GOAL OF THE EXERCISE:
Go over each line of the entries below, count those with "from", and give only the count.

Stored items:
-- -- --

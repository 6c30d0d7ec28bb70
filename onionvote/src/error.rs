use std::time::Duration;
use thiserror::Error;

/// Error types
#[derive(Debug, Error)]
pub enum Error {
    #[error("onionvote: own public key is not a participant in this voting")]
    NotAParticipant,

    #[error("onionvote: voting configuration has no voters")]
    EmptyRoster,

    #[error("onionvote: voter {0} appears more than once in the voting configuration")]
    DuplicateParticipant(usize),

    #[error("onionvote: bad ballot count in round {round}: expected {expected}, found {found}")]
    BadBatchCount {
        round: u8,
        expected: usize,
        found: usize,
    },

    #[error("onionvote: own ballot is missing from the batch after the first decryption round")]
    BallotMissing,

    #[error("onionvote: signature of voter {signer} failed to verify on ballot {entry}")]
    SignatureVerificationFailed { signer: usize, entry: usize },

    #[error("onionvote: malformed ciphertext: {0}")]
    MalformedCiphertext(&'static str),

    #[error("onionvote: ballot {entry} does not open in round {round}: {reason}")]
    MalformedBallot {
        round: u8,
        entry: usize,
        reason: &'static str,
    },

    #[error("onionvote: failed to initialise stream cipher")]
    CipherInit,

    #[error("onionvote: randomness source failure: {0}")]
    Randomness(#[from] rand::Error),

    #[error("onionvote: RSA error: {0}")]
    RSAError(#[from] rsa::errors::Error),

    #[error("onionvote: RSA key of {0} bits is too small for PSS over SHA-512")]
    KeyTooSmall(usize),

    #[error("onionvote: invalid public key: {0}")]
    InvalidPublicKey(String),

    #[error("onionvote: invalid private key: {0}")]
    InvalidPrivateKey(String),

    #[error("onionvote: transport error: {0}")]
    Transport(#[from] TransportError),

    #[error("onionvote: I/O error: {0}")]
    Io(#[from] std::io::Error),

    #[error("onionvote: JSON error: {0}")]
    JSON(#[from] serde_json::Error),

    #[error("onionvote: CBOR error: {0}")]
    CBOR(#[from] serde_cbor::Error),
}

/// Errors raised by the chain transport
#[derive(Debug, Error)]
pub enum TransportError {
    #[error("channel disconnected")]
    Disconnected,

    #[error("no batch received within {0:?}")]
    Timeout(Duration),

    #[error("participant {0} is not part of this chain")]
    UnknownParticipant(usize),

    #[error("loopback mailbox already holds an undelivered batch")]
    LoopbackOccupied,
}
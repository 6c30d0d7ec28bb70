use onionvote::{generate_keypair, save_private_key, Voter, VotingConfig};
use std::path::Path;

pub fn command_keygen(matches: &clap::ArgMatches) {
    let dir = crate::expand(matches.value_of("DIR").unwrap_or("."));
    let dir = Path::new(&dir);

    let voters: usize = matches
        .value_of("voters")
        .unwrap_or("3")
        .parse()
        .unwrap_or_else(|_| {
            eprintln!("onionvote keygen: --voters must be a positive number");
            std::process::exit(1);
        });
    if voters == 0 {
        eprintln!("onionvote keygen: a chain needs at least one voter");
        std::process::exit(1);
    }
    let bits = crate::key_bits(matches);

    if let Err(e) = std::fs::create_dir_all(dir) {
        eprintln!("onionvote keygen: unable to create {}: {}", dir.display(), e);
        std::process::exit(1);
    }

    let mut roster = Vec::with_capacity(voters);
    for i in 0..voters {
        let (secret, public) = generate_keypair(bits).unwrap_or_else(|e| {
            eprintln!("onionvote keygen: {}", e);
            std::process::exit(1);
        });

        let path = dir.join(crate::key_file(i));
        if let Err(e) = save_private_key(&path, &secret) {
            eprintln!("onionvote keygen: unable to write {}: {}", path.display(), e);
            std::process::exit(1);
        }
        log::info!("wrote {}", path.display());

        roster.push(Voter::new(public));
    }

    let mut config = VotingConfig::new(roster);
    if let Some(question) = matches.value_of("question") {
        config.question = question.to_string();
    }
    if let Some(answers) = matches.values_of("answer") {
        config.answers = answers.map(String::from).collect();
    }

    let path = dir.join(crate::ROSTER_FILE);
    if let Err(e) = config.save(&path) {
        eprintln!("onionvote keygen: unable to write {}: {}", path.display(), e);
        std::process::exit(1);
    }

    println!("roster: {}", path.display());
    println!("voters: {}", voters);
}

-- -- --

WRITTEN SOLUTION:
8